On May 11, 2012, at 1:31 PM, Jochen Stenzel wrote:

> (Sorry if this message appears twice in the list - I first sent it using an 
> unregistered mail address.)
> 
> Hello,
> 
> thank you for your quick reply.
> 
>>> is there a problem in mapping classes to selects ([1]) /within a function/?
>> 
>> with multiple threads, where the mappers initialization may first
>> proceed as the product of a thread running, yes. you'd want to
>> upgrade to 0.7 for the best versions of these fixes, or at least 0.6.
>> 
>> If you must stay on 0.5, make sure all modules are fully imported,
>> then run compile_mappers() before starting any threads.
> 
> I tried this first as migrating to version 0.7 or 0.6 sounds like a 
> significant (and currently unplanned) effort, so I hoped we could stay with 
> 0.5 for the moment.
> 
> So I identified our "standard" mapper calls to tables. It turned out they are 
> invoked by a single function running in the startup phase, so I added a call 
> to compile_mappers() at the end of this function. The function is invoked 
> very early and even before the __init__() method of the WSGI application 
> object - I hope this is early enough. Looking at the server logs one can see 
> it is called right after server startup, as often as initial processes are 
> configured.
> 
> Unfortunately, there are still errors displayed. Most of the time I found 
> "'Mapper' object has no attribute '_props'".
> 
> I also tried to use the standard SQLAlchemy mapper() function instead of our 
> wrapper mentioned in my first message (a variant of [1]). In most cases the 
> system complained about the _props attribute as before, in rare cases the 
> message "dictionary changed size during iteration" appeared. (I switched back 
> to the standard mapper to find out if our wrapper could have an influence.)
> 
> Am I correct that the results indicate we *have* to switch to 0.6/0.7 for a 
> solution, or did I oversee something? From your message:
> 
>> If you must stay on 0.5, make sure all modules are fully imported,
>> then run compile_mappers() before starting any threads.
> 
> Could it be I am not loading enough modules? Does "all modules" mean all 
> modules of the application, or all modules to map successfully?
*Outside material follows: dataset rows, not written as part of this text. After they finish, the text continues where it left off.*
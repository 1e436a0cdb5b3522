//! Change-feed driven reconciliation.
//!
//! One task per active scope listens for row changes and answers every
//! event the same way: reload the whole scope from the remote store.
//! Reloads are idempotent and the last one wins, so dropped, reordered,
//! or coalesced events never leave the cache wrong for longer than one
//! reload.

use std::sync::Arc;

use tokio::sync::watch;
use tokio::task::JoinHandle;
use tracing::{debug, warn};

use stashhub_core::events::StoreTable;
use stashhub_core::traits::feed::ChangeFeed;
use stashhub_core::types::EnvironmentId;
use stashhub_entity::share::Share;

use crate::inventory::InventoryService;
use crate::share::ShareService;

/// What an inventory reconciler keeps fresh.
#[derive(Debug, Clone, Copy, PartialEq, Eq)]
pub enum ReconcileScope {
    /// One environment's containers and items.
    Environment(EnvironmentId),
    /// Everything visible to the current user.
    All,
}

/// Called with the fresh pending list after each share reload.
pub type PendingCallback = Box<dyn Fn(Vec<Share>) + Send + Sync>;

/// Spawns reconciliation tasks.
pub struct Reconciler;

/// Handle to a running reconciliation task.
///
/// [`shutdown`](ReconcilerHandle::shutdown) stops the task and waits for
/// its subscriptions to be torn down; dropping the handle aborts the
/// task instead, so a forgotten handle never leaks a feed consumer.
#[derive(Debug)]
pub struct ReconcilerHandle {
    stop: watch::Sender<bool>,
    task: Option<JoinHandle<()>>,
}

impl ReconcilerHandle {
    fn new(stop: watch::Sender<bool>, task: JoinHandle<()>) -> Self {
        Self {
            stop,
            task: Some(task),
        }
    }

    /// Stop the task and wait for it to finish.
    pub async fn shutdown(mut self) {
        let _ = self.stop.send(true);
        if let Some(task) = self.task.take() {
            let _ = task.await;
        }
    }
}

impl Drop for ReconcilerHandle {
    fn drop(&mut self) {
        if let Some(task) = self.task.take() {
            task.abort();
        }
    }
}

impl Reconciler {
    /// Keep an inventory scope in sync with the `containers` and `items`
    /// tables. Any event on either table triggers a full scoped reload.
    pub fn spawn_inventory(
        feed: &dyn ChangeFeed,
        inventory: Arc<InventoryService>,
        scope: ReconcileScope,
    ) -> ReconcilerHandle {
        let mut containers = feed.subscribe(StoreTable::Containers);
        let mut items = feed.subscribe(StoreTable::Items);
        let (stop, mut stopped) = watch::channel(false);

        let task = tokio::spawn(async move {
            loop {
                let event = tokio::select! {
                    _ = stopped.changed() => break,
                    event = containers.next() => event,
                    event = items.next() => event,
                };
                let Some(event) = event else {
                    debug!("change feed closed, stopping inventory reconciler");
                    break;
                };

                debug!(table = %event.table, kind = ?event.kind, "reconciling inventory");
                let reloaded = match scope {
                    ReconcileScope::Environment(id) => {
                        inventory.load_for_environment(id).await.map(|_| ())
                    }
                    ReconcileScope::All => inventory.load_all().await.map(|_| ()),
                };
                if let Err(e) = reloaded {
                    warn!(error = %e, "inventory reload failed, cache left as-is");
                }
            }
            containers.unsubscribe();
            items.unsubscribe();
        });

        ReconcilerHandle::new(stop, task)
    }

    /// Keep the current user's pending invites in sync with the
    /// `environment_shares` table. The optional callback receives each
    /// fresh pending list, for surfacing new invites as they arrive.
    pub fn spawn_shares(
        feed: &dyn ChangeFeed,
        shares: Arc<ShareService>,
        on_pending: Option<PendingCallback>,
    ) -> ReconcilerHandle {
        let mut subscription = feed.subscribe(StoreTable::EnvironmentShares);
        let (stop, mut stopped) = watch::channel(false);

        let task = tokio::spawn(async move {
            loop {
                let event = tokio::select! {
                    _ = stopped.changed() => break,
                    event = subscription.next() => event,
                };
                if event.is_none() {
                    debug!("change feed closed, stopping share reconciler");
                    break;
                }

                match shares.list_pending_for_current_user().await {
                    Ok(pending) => {
                        if let Some(callback) = &on_pending {
                            callback(pending);
                        }
                    }
                    Err(e) => warn!(error = %e, "pending invite reload failed"),
                }
            }
            subscription.unsubscribe();
        });

        ReconcilerHandle::new(stop, task)
    }
}
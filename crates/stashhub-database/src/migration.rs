//! Database migration runner.

use sqlx::PgPool;
use tracing::info;

use stashhub_core::error::{AppError, ErrorKind};

/// Run all pending database migrations.
pub async fn run_migrations(pool: &PgPool) -> Result<(), AppError> {
    info!("Running database migrations...");

    sqlx::migrate!("../../migrations")
        .run(pool)
        .await
        .map_err(|e| {
            AppError::with_source(
                ErrorKind::Database,
                format!("Failed to run migrations: {e}"),
                e,
            )
        })?;

    info!("Database migrations completed successfully");
    Ok(())
}
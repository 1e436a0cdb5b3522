//! Shared type definitions: identifiers and pagination.

pub mod id;
pub mod pagination;

pub use id::{
    ActivityEntryId, ContainerId, EnvironmentId, ItemId, NotificationId, ShareId, UserId,
};
pub use pagination::{PageRequest, PageResponse};
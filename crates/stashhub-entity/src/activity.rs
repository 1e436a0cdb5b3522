//! Activity log entry entity model.

use std::fmt;

use chrono::{DateTime, Utc};
use serde::{Deserialize, Serialize};
use sqlx::FromRow;

use stashhub_core::types::{ActivityEntryId, ContainerId, EnvironmentId, ItemId, UserId};

/// The mutation an activity entry records.
#[derive(Debug, Clone, Copy, PartialEq, Eq, Hash, Serialize, Deserialize, sqlx::Type)]
#[sqlx(type_name = "activity_event")]
pub enum ActivityEvent {
    /// A container was created.
    #[sqlx(rename = "container.create")]
    #[serde(rename = "container.create")]
    ContainerCreate,
    /// A container was deleted.
    #[sqlx(rename = "container.delete")]
    #[serde(rename = "container.delete")]
    ContainerDelete,
    /// An item was created.
    #[sqlx(rename = "item.create")]
    #[serde(rename = "item.create")]
    ItemCreate,
    /// An item was updated.
    #[sqlx(rename = "item.update")]
    #[serde(rename = "item.update")]
    ItemUpdate,
    /// An item was deleted.
    #[sqlx(rename = "item.delete")]
    #[serde(rename = "item.delete")]
    ItemDelete,
}

impl ActivityEvent {
    /// The event name as stored and displayed.
    pub fn as_str(&self) -> &'static str {
        match self {
            Self::ContainerCreate => "container.create",
            Self::ContainerDelete => "container.delete",
            Self::ItemCreate => "item.create",
            Self::ItemUpdate => "item.update",
            Self::ItemDelete => "item.delete",
        }
    }
}

impl fmt::Display for ActivityEvent {
    fn fmt(&self, f: &mut fmt::Formatter<'_>) -> fmt::Result {
        f.write_str(self.as_str())
    }
}

/// An immutable activity log entry recording one successful mutation.
///
/// Entries are append-only: the core never updates or deletes them.
#[derive(Debug, Clone, Serialize, Deserialize, FromRow)]
pub struct ActivityEntry {
    /// Unique entry identifier.
    pub id: ActivityEntryId,
    /// The environment the mutation happened in.
    pub environment_id: EnvironmentId,
    /// The container involved, if any.
    pub container_id: Option<ContainerId>,
    /// The item involved, if any.
    pub item_id: Option<ItemId>,
    /// The user who performed the mutation.
    pub actor_id: UserId,
    /// Display name resolved at write time, so history stays readable
    /// even if the profile later changes.
    pub actor_display_name: String,
    /// The mutation recorded.
    pub event: ActivityEvent,
    /// Structured details (names, before/after values).
    pub metadata: serde_json::Value,
    /// When the mutation occurred.
    pub created_at: DateTime<Utc>,
}

/// Data required to append a new activity entry.
#[derive(Debug, Clone, Serialize, Deserialize)]
pub struct CreateActivityEntry {
    /// The environment the mutation happened in.
    pub environment_id: EnvironmentId,
    /// The container involved, if any.
    pub container_id: Option<ContainerId>,
    /// The item involved, if any.
    pub item_id: Option<ItemId>,
    /// The acting user.
    pub actor_id: UserId,
    /// Resolved display name of the actor.
    pub actor_display_name: String,
    /// The mutation recorded.
    pub event: ActivityEvent,
    /// Structured details.
    pub metadata: serde_json::Value,
}
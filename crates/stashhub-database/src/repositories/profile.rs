//! Profile repository (read-only from the core's perspective).

use async_trait::async_trait;
use sqlx::PgPool;

use stashhub_core::result::AppResult;
use stashhub_core::types::UserId;
use stashhub_entity::profile::Profile;

use super::map_db_err;

/// Access to the `profiles` table.
#[async_trait]
pub trait ProfileRepository: Send + Sync + 'static {
    /// Find a profile by account ID.
    async fn find_by_id(&self, id: UserId) -> AppResult<Option<Profile>>;

    /// Find a profile by email, case-insensitively.
    async fn find_by_email(&self, email: &str) -> AppResult<Option<Profile>>;
}

/// PostgreSQL-backed profile repository.
#[derive(Debug, Clone)]
pub struct PgProfileRepository {
    pool: PgPool,
}

impl PgProfileRepository {
    /// Create a new profile repository.
    pub fn new(pool: PgPool) -> Self {
        Self { pool }
    }
}

#[async_trait]
impl ProfileRepository for PgProfileRepository {
    async fn find_by_id(&self, id: UserId) -> AppResult<Option<Profile>> {
        sqlx::query_as::<_, Profile>("SELECT * FROM profiles WHERE id = $1")
            .bind(id)
            .fetch_optional(&self.pool)
            .await
            .map_err(map_db_err("Failed to find profile"))
    }

    async fn find_by_email(&self, email: &str) -> AppResult<Option<Profile>> {
        sqlx::query_as::<_, Profile>("SELECT * FROM profiles WHERE lower(email) = lower($1)")
            .bind(email)
            .fetch_optional(&self.pool)
            .await
            .map_err(map_db_err("Failed to find profile by email"))
    }
}
//! Session helpers shared across services.

use stashhub_core::AppError;
use stashhub_core::result::AppResult;
use stashhub_core::traits::identity::{CurrentUser, IdentityProvider};

/// Resolve the signed-in user, failing with `Authentication` when no
/// session is active. Mutating operations call this on every invocation
/// so a session change takes effect immediately.
pub async fn require_user(identity: &dyn IdentityProvider) -> AppResult<CurrentUser> {
    identity
        .current_user()
        .await?
        .ok_or_else(|| AppError::authentication("No active session"))
}

pub(crate) const UNKNOWN_USER: &str = "unknown user";

/// User-facing name from the session identity alone: the auth-provided
/// display name, then the email local part, then a fixed placeholder.
/// Callers with profile access try the profile full name before this.
pub(crate) fn fallback_display_name(user: &CurrentUser) -> String {
    if let Some(name) = user
        .display_name
        .as_deref()
        .map(str::trim)
        .filter(|n| !n.is_empty())
    {
        return name.to_string();
    }
    match user.email.split('@').next().map(str::trim) {
        Some(local) if !local.is_empty() => local.to_string(),
        _ => UNKNOWN_USER.to_string(),
    }
}
//! Session-scoped cache of resolved actor display names.

use std::sync::Arc;

use dashmap::DashMap;
use tokio::sync::watch;
use tokio::task::JoinHandle;
use tracing::debug;

use stashhub_core::traits::identity::CurrentUser;
use stashhub_core::types::UserId;

/// Caches the display name resolved for each actor so the profile lookup
/// happens once per session instead of once per logged mutation.
#[derive(Debug, Default)]
pub struct ActorNameCache {
    names: DashMap<UserId, String>,
}

impl ActorNameCache {
    /// Create an empty cache.
    pub fn new() -> Self {
        Self::default()
    }

    /// Look up a cached name.
    pub fn get(&self, id: UserId) -> Option<String> {
        self.names.get(&id).map(|entry| entry.clone())
    }

    /// Cache a resolved name.
    pub fn insert(&self, id: UserId, name: String) {
        self.names.insert(id, name);
    }

    /// Drop every cached name.
    pub fn clear(&self) {
        self.names.clear();
    }

    /// Spawn a task that clears the cache whenever the session ends, so a
    /// later sign-in under a different account resolves names afresh.
    pub fn spawn_invalidation(
        self: Arc<Self>,
        mut session: watch::Receiver<Option<CurrentUser>>,
    ) -> JoinHandle<()> {
        tokio::spawn(async move {
            while session.changed().await.is_ok() {
                if session.borrow_and_update().is_none() {
                    debug!("session ended, clearing actor name cache");
                    self.clear();
                }
            }
        })
    }
}
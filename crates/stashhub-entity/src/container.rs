//! Container entity model.

use chrono::{DateTime, Utc};
use serde::{Deserialize, Serialize};
use sqlx::FromRow;

use stashhub_core::types::{ContainerId, EnvironmentId, UserId};

/// A named grouping of items within an environment.
///
/// Container names are unique within (owner, environment), compared
/// case-insensitively.
#[derive(Debug, Clone, Serialize, Deserialize, FromRow)]
pub struct Container {
    /// Unique container identifier.
    pub id: ContainerId,
    /// The environment this container belongs to.
    pub environment_id: EnvironmentId,
    /// The user who created the container.
    pub owner_id: UserId,
    /// Container name.
    pub name: String,
    /// When the container was created.
    pub created_at: DateTime<Utc>,
}

/// Data required to create a new container.
#[derive(Debug, Clone, Serialize, Deserialize)]
pub struct CreateContainer {
    /// The environment this container belongs to.
    pub environment_id: EnvironmentId,
    /// The creating user.
    pub owner_id: UserId,
    /// Container name.
    pub name: String,
}
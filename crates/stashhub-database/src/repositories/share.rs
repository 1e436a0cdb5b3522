//! Environment share repository.

use async_trait::async_trait;
use sqlx::PgPool;

use stashhub_core::result::AppResult;
use stashhub_core::types::{EnvironmentId, ShareId};
use stashhub_entity::share::{CreateShare, Share, ShareStatus};

use super::map_db_err;

/// Access to the `environment_shares` table.
#[async_trait]
pub trait ShareRepository: Send + Sync + 'static {
    /// Find a share by ID.
    async fn find_by_id(&self, id: ShareId) -> AppResult<Option<Share>>;

    /// List every share (any status) for one environment.
    async fn find_by_environment(&self, environment_id: EnvironmentId) -> AppResult<Vec<Share>>;

    /// Find the outstanding (pending or accepted) share for one
    /// (environment, invitee email) pair, if any.
    async fn find_outstanding(
        &self,
        environment_id: EnvironmentId,
        invitee_email: &str,
    ) -> AppResult<Option<Share>>;

    /// List pending invites addressed to an email.
    async fn find_pending_by_email(&self, invitee_email: &str) -> AppResult<Vec<Share>>;

    /// List accepted shares held by an email.
    async fn find_accepted_by_email(&self, invitee_email: &str) -> AppResult<Vec<Share>>;

    /// Create a new share invite and return it.
    async fn create(&self, share: &CreateShare) -> AppResult<Share>;

    /// Set the status of a share. Returns the updated row, or `None` if
    /// the share no longer exists.
    async fn set_status(&self, id: ShareId, status: ShareStatus) -> AppResult<Option<Share>>;

    /// Delete a share row. Returns `true` if a row was deleted.
    async fn delete(&self, id: ShareId) -> AppResult<bool>;
}

/// PostgreSQL-backed share repository.
#[derive(Debug, Clone)]
pub struct PgShareRepository {
    pool: PgPool,
}

impl PgShareRepository {
    /// Create a new share repository.
    pub fn new(pool: PgPool) -> Self {
        Self { pool }
    }
}

#[async_trait]
impl ShareRepository for PgShareRepository {
    async fn find_by_id(&self, id: ShareId) -> AppResult<Option<Share>> {
        sqlx::query_as::<_, Share>("SELECT * FROM environment_shares WHERE id = $1")
            .bind(id)
            .fetch_optional(&self.pool)
            .await
            .map_err(map_db_err("Failed to find share"))
    }

    async fn find_by_environment(&self, environment_id: EnvironmentId) -> AppResult<Vec<Share>> {
        sqlx::query_as::<_, Share>(
            "SELECT * FROM environment_shares WHERE environment_id = $1 ORDER BY created_at",
        )
        .bind(environment_id)
        .fetch_all(&self.pool)
        .await
        .map_err(map_db_err("Failed to list shares"))
    }

    async fn find_outstanding(
        &self,
        environment_id: EnvironmentId,
        invitee_email: &str,
    ) -> AppResult<Option<Share>> {
        sqlx::query_as::<_, Share>(
            "SELECT * FROM environment_shares \
             WHERE environment_id = $1 AND lower(invitee_email) = lower($2)",
        )
        .bind(environment_id)
        .bind(invitee_email)
        .fetch_optional(&self.pool)
        .await
        .map_err(map_db_err("Failed to look up outstanding share"))
    }

    async fn find_pending_by_email(&self, invitee_email: &str) -> AppResult<Vec<Share>> {
        sqlx::query_as::<_, Share>(
            "SELECT * FROM environment_shares \
             WHERE lower(invitee_email) = lower($1) AND status = 'pending' \
             ORDER BY created_at",
        )
        .bind(invitee_email)
        .fetch_all(&self.pool)
        .await
        .map_err(map_db_err("Failed to list pending invites"))
    }

    async fn find_accepted_by_email(&self, invitee_email: &str) -> AppResult<Vec<Share>> {
        sqlx::query_as::<_, Share>(
            "SELECT * FROM environment_shares \
             WHERE lower(invitee_email) = lower($1) AND status = 'accepted' \
             ORDER BY created_at",
        )
        .bind(invitee_email)
        .fetch_all(&self.pool)
        .await
        .map_err(map_db_err("Failed to list accepted shares"))
    }

    async fn create(&self, share: &CreateShare) -> AppResult<Share> {
        sqlx::query_as::<_, Share>(
            "INSERT INTO environment_shares (id, environment_id, invitee_email, status, created_at) \
             VALUES ($1, $2, lower($3), $4, NOW()) RETURNING *",
        )
        .bind(ShareId::new())
        .bind(share.environment_id)
        .bind(&share.invitee_email)
        .bind(share.status)
        .fetch_one(&self.pool)
        .await
        .map_err(map_db_err("Failed to create share"))
    }

    async fn set_status(&self, id: ShareId, status: ShareStatus) -> AppResult<Option<Share>> {
        sqlx::query_as::<_, Share>(
            "UPDATE environment_shares SET status = $2 WHERE id = $1 RETURNING *",
        )
        .bind(id)
        .bind(status)
        .fetch_optional(&self.pool)
        .await
        .map_err(map_db_err("Failed to update share status"))
    }

    async fn delete(&self, id: ShareId) -> AppResult<bool> {
        let result = sqlx::query("DELETE FROM environment_shares WHERE id = $1")
            .bind(id)
            .execute(&self.pool)
            .await
            .map_err(map_db_err("Failed to delete share"))?;
        Ok(result.rows_affected() > 0)
    }
}
//! Best-effort activity logging.
//!
//! Every successful mutation is recorded with an entry naming who did
//! what. Logging is strictly best-effort: a failed append is reported
//! with `warn!` and never fails the mutation that already succeeded.

use std::sync::Arc;

use tracing::warn;

use stashhub_core::result::AppResult;
use stashhub_core::traits::identity::CurrentUser;
use stashhub_core::types::pagination::{PageRequest, PageResponse};
use stashhub_core::types::{ContainerId, EnvironmentId, ItemId};
use stashhub_database::repositories::{ActivityLogRepository, ProfileRepository};
use stashhub_entity::activity::{ActivityEntry, ActivityEvent, CreateActivityEntry};

use crate::session::fallback_display_name;

use super::name_cache::ActorNameCache;

/// Writes and reads the per-environment activity history.
pub struct ActivityLogger {
    activity: Arc<dyn ActivityLogRepository>,
    profiles: Arc<dyn ProfileRepository>,
    names: Arc<ActorNameCache>,
}

impl ActivityLogger {
    /// Create a new activity logger.
    pub fn new(
        activity: Arc<dyn ActivityLogRepository>,
        profiles: Arc<dyn ProfileRepository>,
        names: Arc<ActorNameCache>,
    ) -> Self {
        Self {
            activity,
            profiles,
            names,
        }
    }

    /// Append one entry for a mutation the remote store already confirmed.
    ///
    /// Failures are logged and swallowed: history is worth keeping but
    /// never worth failing a completed mutation over.
    pub async fn record(
        &self,
        actor: &CurrentUser,
        event: ActivityEvent,
        environment_id: EnvironmentId,
        container_id: Option<ContainerId>,
        item_id: Option<ItemId>,
        metadata: serde_json::Value,
    ) {
        let actor_display_name = self.resolve_actor_name(actor).await;
        let entry = CreateActivityEntry {
            environment_id,
            container_id,
            item_id,
            actor_id: actor.id,
            actor_display_name,
            event,
            metadata,
        };
        if let Err(e) = self.activity.append(&entry).await {
            warn!(
                %event,
                environment_id = %environment_id,
                error = %e,
                "failed to append activity entry"
            );
        }
    }

    /// List an environment's history, most recent first.
    pub async fn list_for_environment(
        &self,
        environment_id: EnvironmentId,
        page: &PageRequest,
    ) -> AppResult<PageResponse<ActivityEntry>> {
        self.activity.find_by_environment(environment_id, page).await
    }

    /// Resolve the actor's display name, cached per session.
    ///
    /// Fallback order: profile full name, auth-provided display name,
    /// the local part of the email, then a fixed placeholder.
    async fn resolve_actor_name(&self, actor: &CurrentUser) -> String {
        if let Some(name) = self.names.get(actor.id) {
            return name;
        }

        let profile_name = match self.profiles.find_by_id(actor.id).await {
            Ok(profile) => profile.and_then(|p| p.full_name),
            Err(e) => {
                // Fall through without caching so a later call can retry.
                warn!(actor_id = %actor.id, error = %e, "profile lookup failed");
                return fallback_display_name(actor);
            }
        };

        let name = profile_name.unwrap_or_else(|| fallback_display_name(actor));
        self.names.insert(actor.id, name.clone());
        name
    }
}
yes the issue is very likely that more modules are being imported within 
non-main threads, and more mappers are coming in.   if you get absolutely every 
mapper loaded up, then call compile_mappers() before any threads spawn, this 
kind of problem shouldn't occur.  

There may be other bugs in mapper configuration in 0.5 though this seems quite 
unusual that you're getting threading errors this frequently (especially 
dictionary changed size  ?  stack trace on that ?) .   Trying 0.6 at least 
might be worth it.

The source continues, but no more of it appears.